Sara’s Investment Portfolio Checks—Upcoming Updates
We are excited to announce an upcoming update to Sara’s Risk Profile checks when reviewing your clients’ recommended investment portfolios.
This enhancement will provide more flexibility when assessing asset allocation, ensuring your recommendations align more closely with licensee benchmarks while accommodating real-world investment scenarios.
What’s Changing?
Currently, Sara applies a flat 10% tolerance to each underlying asset class when reviewing portfolio allocations.

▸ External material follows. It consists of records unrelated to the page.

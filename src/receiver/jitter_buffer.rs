//! Adaptive jitter buffer for AES67 receive streams
//!
//! Orders packets by RTP timestamp in a wrap-aware window, bounds memory to
//! a fixed packet count, and gates draining on a target delay so playout
//! runs at a smoothed cadence.

use std::collections::VecDeque;
use std::time::{Duration, Instant};

/// Jitter buffer configuration
#[derive(Debug, Clone)]
pub struct JitterBufferConfig {
    /// Target playout delay in milliseconds
    pub target_delay_ms: u32,
    /// Floor for the target delay
    pub min_delay_ms: u32,
    /// Upper bound used for sizing diagnostics
    pub max_delay_ms: u32,
    /// Hard cap on buffered packets
    pub max_packets: usize,
}

impl Default for JitterBufferConfig {
    fn default() -> Self {
        Self {
            target_delay_ms: 10,
            min_delay_ms: 5,
            max_delay_ms: 50,
            max_packets: 1000,
        }
    }
}

/// Why an insert did not add a packet
#[derive(Debug, Clone, Copy, PartialEq, Eq)]
pub enum DropReason {
    /// Timestamp is older than audio already handed to the sink
    TooLate,
}

/// Outcome of [`JitterBuffer::insert`]
///
/// Rejections hand the payload buffer back so the caller can return it to
/// its pool.
#[derive(Debug, PartialEq, Eq)]
pub enum InsertOutcome {
    /// Packet added in timestamp order
    Accepted,
    /// An entry with this timestamp is already buffered
    Duplicate(Vec<u8>),
    /// Packet rejected
    Dropped(DropReason, Vec<u8>),
}

/// A buffered packet
#[derive(Debug)]
pub struct JitterEntry {
    /// Payload bytes (owned, drawn from the receive pool)
    pub payload: Vec<u8>,
    /// RTP sequence number
    pub sequence: u16,
    /// RTP timestamp
    pub timestamp: u32,
    /// When the packet arrived
    pub arrival: Instant,
}

/// Counters maintained by the buffer
#[derive(Debug, Default, Clone)]
pub struct JitterBufferStats {
    /// Packets accepted
    pub inserted: u64,
    /// Packets handed to playout
    pub popped: u64,
    /// Duplicate timestamps rejected
    pub duplicates: u64,
    /// Packets rejected as too late
    pub dropped: u64,
    /// Oldest entries evicted because the buffer was full
    pub overruns: u64,
}

/// Timestamp-ordered bounded packet queue
///
/// Ordering interprets the difference of two 32-bit timestamps as signed,
/// so entries across a wrap still sort correctly as long as they fall
/// within half the timestamp space of each other.
pub struct JitterBuffer {
    entries: VecDeque<JitterEntry>,
    config: JitterBufferConfig,
    target_delay: Duration,
    last_popped: Option<u32>,
    stats: JitterBufferStats,
}

/// Wrap-aware "a is before b" for RTP timestamps
fn ts_before(a: u32, b: u32) -> bool {
    #[allow(clippy::cast_possible_wrap)]
    {
        (a.wrapping_sub(b) as i32) < 0
    }
}

impl JitterBuffer {
    /// Pressure-release threshold: with this many packets queued the head
    /// is released even before the target delay has elapsed
    const PRESSURE_PACKETS: usize = 3;

    /// Create a buffer with the given configuration
    #[must_use]
    pub fn new(config: JitterBufferConfig) -> Self {
        let target_ms = config.target_delay_ms.max(config.min_delay_ms);
        Self {
            entries: VecDeque::with_capacity(config.max_packets.min(4096)),
            target_delay: Duration::from_millis(u64::from(target_ms)),
            config,
            last_popped: None,
            stats: JitterBufferStats::default(),
        }
    }

    /// Insert a packet in timestamp order
    ///
    /// When the buffer is full the oldest entry is evicted first, counted
    /// as an overrun, so draining stays monotonic.
    pub fn insert(
        &mut self,
        payload: Vec<u8>,
        sequence: u16,
        timestamp: u32,
        arrival: Instant,
    ) -> InsertOutcome {
        if let Some(last) = self.last_popped {
            if !ts_before(last, timestamp) {
                self.stats.dropped += 1;
                return InsertOutcome::Dropped(DropReason::TooLate, payload);
            }
        }

        // Binary search into the ordered entries; equal timestamps are
        // duplicates regardless of sequence.
        let pos = self
            .entries
            .partition_point(|e| ts_before(e.timestamp, timestamp));
        if pos < self.entries.len() && self.entries[pos].timestamp == timestamp {
            self.stats.duplicates += 1;
            return InsertOutcome::Duplicate(payload);
        }

        let mut pos = pos;
        if self.entries.len() >= self.config.max_packets {
            self.entries.pop_front();
            // Everything after the evicted head shifted down by one.
            pos = pos.saturating_sub(1);
            self.stats.overruns += 1;
            tracing::debug!("jitter buffer full, evicted oldest packet");
        }

        self.entries.insert(
            pos,
            JitterEntry {
                payload,
                sequence,
                timestamp,
                arrival,
            },
        );
        self.stats.inserted += 1;
        InsertOutcome::Accepted
    }

    /// Take the head entry if it is due for playout
    ///
    /// The head is due once its arrival is at least the target delay in the
    /// past, or when enough packets are queued that holding them longer
    /// would only grow latency.
    pub fn pop(&mut self, now: Instant) -> Option<JitterEntry> {
        let head = self.entries.front()?;
        let due = now.duration_since(head.arrival) >= self.target_delay
            || self.entries.len() >= Self::PRESSURE_PACKETS;
        if !due {
            return None;
        }

        let entry = self.entries.pop_front()?;
        self.last_popped = Some(entry.timestamp);
        self.stats.popped += 1;
        Some(entry)
    }

    /// Number of buffered packets
    #[must_use]
    pub fn len(&self) -> usize {
        self.entries.len()
    }

    /// Whether the buffer is empty
    #[must_use]
    pub fn is_empty(&self) -> bool {
        self.entries.is_empty()
    }

    /// Fill level in `[0, 1]`
    #[must_use]
    #[allow(clippy::cast_precision_loss)]
    pub fn level(&self) -> f64 {
        if self.config.max_packets == 0 {
            return 0.0;
        }
        self.entries.len() as f64 / self.config.max_packets as f64
    }

    /// Age of the head-of-queue packet in milliseconds
    #[must_use]
    pub fn latency_ms(&self, now: Instant) -> f64 {
        self.entries
            .front()
            .map_or(0.0, |e| now.duration_since(e.arrival).as_secs_f64() * 1000.0)
    }

    /// Buffer counters
    #[must_use]
    pub fn stats(&self) -> &JitterBufferStats {
        &self.stats
    }

    /// Oldest entries evicted because the buffer was full
    #[must_use]
    pub fn overruns(&self) -> u64 {
        self.stats.overruns
    }

    /// Drop all entries and forget the playout position
    pub fn reset(&mut self) {
        self.entries.clear();
        self.last_popped = None;
    }

    /// Drain every entry regardless of delay, returning their payload
    /// buffers for reuse
    pub fn drain_payloads(&mut self) -> impl Iterator<Item = Vec<u8>> + '_ {
        self.entries.drain(..).map(|e| e.payload)
    }
}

However, we recognize that certain asset classes—such as cash—often require greater flexibility.
With this in mind, we have updated Sara’s approach:
1. Growth vs Defensive Assets
Sara will now first assess the total allocation of growth and defensive assets, applying a 10% threshold to each category.
2. Asset Class Ranges
Instead of applying a flat tolerance to all asset classes, Sara will use a range-based approach aligned with the licensee’s Strategic Risk Profiles.
For example, a Balanced risk profile will now allow:
✔ 0% – 15% Cash
✔ 10% – 35% Diversified Fixed Interest
This ensures your investment allocations remain within acceptable limits while providing more room to tailor recommendations to individual client needs.
Strategic Risk Profile Table
The new approach follows the Strategic Asset Allocation and Asset Class Ranges outlined below:
📌 Balanced Risk Profile Example:
Cash: 0% – 15%
Diversified Fixed Interest: 10% – 35%
Australian Shares: 15% – 50%
International Shares: 10% – 40%
Property: 0% – 15%
Alternative Assets: 0% – 15%
For full details, refer to the Strategic Risk Profile Table in the updated guidelines.
What This Means for You
This update ensures that Sara’s SOA reviews:
✅ Align with licensee benchmarks
✅ Allow for real-world portfolio flexibility
✅ Streamline compliance checks
With these improvements, your SOA reviews will be more efficient and aligned with best practices.
When Will the Update Be Live?
The update will go live within the next 24–48 hours.
We appreciate your feedback and are committed to refining our tools to support you better.